§ **EXERCISE GOAL**: Reply solely with the number of lines, in the records underneath, that include the word "count".
Segment Start: TASK MATERIAL
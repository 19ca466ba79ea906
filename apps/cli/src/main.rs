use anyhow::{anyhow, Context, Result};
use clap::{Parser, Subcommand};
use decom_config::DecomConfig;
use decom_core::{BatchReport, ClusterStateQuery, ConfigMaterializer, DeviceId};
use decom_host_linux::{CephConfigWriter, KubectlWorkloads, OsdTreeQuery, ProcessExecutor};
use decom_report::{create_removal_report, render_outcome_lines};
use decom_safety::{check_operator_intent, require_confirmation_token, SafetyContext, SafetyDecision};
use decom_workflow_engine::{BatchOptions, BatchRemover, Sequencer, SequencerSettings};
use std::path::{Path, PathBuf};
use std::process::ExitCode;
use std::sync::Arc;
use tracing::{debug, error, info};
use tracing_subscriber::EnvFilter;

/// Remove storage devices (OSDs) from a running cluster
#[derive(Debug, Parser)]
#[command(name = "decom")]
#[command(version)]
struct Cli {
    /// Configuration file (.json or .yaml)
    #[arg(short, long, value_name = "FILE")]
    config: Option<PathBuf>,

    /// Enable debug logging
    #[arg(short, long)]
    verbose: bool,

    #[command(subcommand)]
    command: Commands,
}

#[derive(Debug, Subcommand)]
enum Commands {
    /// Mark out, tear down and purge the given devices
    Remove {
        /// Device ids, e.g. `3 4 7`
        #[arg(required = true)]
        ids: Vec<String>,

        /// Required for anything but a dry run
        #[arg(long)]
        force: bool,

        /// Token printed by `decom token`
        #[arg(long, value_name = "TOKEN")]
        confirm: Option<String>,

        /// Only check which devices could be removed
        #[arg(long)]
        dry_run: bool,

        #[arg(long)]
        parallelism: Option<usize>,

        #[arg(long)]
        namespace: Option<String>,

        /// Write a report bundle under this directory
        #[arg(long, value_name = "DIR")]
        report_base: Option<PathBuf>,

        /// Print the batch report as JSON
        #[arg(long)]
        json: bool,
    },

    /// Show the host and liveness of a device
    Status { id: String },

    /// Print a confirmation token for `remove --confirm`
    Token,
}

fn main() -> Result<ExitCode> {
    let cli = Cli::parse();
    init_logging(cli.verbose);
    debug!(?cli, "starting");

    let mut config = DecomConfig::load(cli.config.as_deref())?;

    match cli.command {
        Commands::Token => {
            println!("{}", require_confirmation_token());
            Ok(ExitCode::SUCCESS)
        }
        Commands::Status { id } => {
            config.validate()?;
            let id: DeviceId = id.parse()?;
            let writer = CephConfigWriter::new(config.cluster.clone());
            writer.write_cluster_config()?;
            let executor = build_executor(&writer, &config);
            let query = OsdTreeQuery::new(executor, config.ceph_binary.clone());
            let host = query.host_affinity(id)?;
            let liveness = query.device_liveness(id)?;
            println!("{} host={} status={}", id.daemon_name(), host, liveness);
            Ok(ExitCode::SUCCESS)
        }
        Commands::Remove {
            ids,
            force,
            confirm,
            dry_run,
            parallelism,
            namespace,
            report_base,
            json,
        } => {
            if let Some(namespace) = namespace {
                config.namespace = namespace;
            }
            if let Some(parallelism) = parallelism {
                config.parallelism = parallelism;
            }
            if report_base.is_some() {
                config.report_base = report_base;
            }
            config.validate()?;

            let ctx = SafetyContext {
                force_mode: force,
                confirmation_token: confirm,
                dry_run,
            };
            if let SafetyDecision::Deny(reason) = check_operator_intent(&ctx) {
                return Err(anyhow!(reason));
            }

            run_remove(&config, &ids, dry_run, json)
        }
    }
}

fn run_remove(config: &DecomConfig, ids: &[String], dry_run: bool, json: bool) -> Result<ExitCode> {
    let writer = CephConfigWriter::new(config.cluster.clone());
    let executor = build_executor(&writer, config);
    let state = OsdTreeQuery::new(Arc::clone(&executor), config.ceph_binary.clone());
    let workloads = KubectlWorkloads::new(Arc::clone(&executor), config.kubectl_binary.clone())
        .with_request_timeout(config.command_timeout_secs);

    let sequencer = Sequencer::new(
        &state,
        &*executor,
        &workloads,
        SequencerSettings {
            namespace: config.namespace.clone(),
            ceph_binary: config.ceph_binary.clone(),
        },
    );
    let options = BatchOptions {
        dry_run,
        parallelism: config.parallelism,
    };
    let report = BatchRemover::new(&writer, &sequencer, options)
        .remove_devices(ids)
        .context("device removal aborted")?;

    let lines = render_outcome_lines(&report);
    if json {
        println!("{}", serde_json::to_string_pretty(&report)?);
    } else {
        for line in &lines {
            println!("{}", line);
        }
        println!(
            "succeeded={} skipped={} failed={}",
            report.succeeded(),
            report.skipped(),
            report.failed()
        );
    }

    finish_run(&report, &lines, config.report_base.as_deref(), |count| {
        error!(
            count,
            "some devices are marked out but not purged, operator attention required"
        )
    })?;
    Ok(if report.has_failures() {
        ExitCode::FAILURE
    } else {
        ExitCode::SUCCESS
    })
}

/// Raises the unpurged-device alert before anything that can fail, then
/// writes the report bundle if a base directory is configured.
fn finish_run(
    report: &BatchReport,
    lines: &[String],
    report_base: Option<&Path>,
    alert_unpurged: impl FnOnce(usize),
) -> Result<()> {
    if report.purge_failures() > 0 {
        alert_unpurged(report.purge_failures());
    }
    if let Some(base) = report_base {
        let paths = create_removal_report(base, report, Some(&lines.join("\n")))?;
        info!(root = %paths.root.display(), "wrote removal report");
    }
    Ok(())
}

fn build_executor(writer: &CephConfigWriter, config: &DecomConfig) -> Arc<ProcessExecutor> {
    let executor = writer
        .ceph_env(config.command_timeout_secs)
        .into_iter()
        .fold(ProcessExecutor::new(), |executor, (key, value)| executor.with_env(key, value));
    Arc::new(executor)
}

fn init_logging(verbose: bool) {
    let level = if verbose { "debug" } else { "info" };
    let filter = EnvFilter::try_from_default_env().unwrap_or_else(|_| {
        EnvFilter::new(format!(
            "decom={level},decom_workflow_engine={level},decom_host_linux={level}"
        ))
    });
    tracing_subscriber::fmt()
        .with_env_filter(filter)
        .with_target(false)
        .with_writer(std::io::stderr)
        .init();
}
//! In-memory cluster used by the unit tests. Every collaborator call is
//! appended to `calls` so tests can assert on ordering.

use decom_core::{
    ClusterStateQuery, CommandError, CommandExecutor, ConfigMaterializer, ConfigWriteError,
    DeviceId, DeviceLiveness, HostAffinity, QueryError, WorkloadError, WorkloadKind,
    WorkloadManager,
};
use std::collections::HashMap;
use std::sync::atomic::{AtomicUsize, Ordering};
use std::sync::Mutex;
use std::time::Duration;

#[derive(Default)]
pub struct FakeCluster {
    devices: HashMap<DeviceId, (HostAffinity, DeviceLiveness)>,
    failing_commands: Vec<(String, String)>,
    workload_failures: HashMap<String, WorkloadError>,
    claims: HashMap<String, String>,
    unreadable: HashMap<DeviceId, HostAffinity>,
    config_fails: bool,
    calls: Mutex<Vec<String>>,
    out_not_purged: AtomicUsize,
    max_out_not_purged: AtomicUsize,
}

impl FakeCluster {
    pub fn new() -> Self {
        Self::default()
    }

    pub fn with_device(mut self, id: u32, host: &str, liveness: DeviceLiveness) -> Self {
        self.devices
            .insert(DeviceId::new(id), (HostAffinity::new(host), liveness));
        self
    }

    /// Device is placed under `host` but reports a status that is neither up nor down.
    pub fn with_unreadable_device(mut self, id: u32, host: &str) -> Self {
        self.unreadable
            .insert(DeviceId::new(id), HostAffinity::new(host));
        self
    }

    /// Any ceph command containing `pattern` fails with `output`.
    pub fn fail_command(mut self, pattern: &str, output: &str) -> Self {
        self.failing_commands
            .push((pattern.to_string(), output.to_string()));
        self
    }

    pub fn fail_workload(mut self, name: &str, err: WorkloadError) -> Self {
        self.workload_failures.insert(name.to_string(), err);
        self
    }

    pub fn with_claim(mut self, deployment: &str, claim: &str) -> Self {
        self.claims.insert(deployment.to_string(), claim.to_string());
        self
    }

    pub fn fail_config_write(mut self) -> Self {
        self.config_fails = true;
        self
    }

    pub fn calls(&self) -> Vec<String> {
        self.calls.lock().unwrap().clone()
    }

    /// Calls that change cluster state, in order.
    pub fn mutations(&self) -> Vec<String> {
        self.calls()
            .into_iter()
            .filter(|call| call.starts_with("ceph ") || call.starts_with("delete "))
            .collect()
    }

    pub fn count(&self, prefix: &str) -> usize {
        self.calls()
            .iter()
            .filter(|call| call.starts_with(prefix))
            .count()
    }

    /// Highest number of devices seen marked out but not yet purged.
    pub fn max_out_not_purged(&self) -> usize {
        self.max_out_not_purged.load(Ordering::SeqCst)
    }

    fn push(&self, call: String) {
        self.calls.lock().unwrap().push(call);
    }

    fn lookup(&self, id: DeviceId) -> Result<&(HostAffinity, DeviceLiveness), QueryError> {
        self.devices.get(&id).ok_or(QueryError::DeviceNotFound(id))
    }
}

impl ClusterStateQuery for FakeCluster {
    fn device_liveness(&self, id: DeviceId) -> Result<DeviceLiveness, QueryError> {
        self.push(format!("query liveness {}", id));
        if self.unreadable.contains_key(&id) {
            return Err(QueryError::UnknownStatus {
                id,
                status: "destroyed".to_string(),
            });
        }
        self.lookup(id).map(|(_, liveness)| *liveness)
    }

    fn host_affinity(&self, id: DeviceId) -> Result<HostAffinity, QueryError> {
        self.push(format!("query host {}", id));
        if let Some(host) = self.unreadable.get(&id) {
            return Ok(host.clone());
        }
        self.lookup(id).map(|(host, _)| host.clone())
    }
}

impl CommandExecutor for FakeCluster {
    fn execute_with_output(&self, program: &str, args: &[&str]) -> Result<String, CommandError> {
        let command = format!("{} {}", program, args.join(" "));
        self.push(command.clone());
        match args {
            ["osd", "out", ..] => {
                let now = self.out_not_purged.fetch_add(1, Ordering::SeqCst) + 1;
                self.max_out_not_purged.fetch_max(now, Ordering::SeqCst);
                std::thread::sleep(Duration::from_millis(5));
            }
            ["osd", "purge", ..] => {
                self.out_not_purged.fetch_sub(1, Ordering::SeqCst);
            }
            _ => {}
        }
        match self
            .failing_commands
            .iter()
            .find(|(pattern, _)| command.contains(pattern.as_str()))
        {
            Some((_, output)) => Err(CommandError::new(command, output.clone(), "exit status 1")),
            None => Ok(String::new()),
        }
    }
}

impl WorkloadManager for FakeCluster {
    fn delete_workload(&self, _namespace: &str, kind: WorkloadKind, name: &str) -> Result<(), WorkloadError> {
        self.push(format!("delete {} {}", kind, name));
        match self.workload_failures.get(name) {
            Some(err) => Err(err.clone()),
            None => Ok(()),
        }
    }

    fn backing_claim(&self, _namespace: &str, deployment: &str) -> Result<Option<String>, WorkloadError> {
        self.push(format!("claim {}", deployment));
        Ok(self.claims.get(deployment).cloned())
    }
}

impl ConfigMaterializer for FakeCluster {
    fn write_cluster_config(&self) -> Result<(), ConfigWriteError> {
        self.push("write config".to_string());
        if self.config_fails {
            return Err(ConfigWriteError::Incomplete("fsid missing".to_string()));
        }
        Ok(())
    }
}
Segment End: TASK MATERIAL
Segment Start: TASK MATERIAL
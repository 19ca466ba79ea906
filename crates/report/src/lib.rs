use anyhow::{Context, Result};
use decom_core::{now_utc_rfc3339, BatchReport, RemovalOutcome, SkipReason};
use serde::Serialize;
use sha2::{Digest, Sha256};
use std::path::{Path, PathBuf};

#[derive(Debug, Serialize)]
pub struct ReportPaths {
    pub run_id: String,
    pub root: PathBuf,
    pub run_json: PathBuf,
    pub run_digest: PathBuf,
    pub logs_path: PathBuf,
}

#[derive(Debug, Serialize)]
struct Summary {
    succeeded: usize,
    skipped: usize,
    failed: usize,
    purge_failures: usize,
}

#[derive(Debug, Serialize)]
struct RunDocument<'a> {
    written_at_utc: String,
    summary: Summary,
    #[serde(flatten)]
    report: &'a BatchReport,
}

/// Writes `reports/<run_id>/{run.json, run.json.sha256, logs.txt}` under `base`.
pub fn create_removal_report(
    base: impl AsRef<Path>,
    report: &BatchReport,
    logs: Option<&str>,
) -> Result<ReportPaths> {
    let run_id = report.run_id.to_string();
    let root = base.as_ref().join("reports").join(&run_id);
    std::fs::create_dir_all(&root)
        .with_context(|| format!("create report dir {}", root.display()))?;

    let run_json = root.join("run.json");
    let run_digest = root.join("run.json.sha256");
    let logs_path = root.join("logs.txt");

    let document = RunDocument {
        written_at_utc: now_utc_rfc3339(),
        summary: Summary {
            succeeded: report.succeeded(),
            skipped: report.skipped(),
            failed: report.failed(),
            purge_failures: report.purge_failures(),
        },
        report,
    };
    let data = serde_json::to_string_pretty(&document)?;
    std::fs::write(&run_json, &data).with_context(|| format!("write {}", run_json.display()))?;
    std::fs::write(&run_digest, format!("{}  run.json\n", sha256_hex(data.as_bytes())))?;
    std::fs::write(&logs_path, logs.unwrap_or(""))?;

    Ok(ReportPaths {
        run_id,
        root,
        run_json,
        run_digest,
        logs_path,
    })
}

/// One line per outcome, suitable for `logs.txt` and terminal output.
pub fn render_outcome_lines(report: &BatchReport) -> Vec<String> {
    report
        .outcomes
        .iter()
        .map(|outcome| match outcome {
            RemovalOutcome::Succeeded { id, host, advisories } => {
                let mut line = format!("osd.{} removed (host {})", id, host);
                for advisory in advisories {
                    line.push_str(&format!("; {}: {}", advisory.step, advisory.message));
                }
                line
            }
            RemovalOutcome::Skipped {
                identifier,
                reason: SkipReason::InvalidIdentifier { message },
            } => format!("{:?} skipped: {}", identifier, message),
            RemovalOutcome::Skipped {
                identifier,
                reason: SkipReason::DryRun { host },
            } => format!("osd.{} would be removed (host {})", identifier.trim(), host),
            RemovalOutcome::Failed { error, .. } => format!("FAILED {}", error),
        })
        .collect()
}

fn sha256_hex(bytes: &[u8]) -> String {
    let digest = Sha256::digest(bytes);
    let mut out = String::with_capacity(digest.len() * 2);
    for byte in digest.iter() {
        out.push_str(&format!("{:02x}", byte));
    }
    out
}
Segment End: TASK MATERIAL
§ **EXERCISE RESPONSE**: 4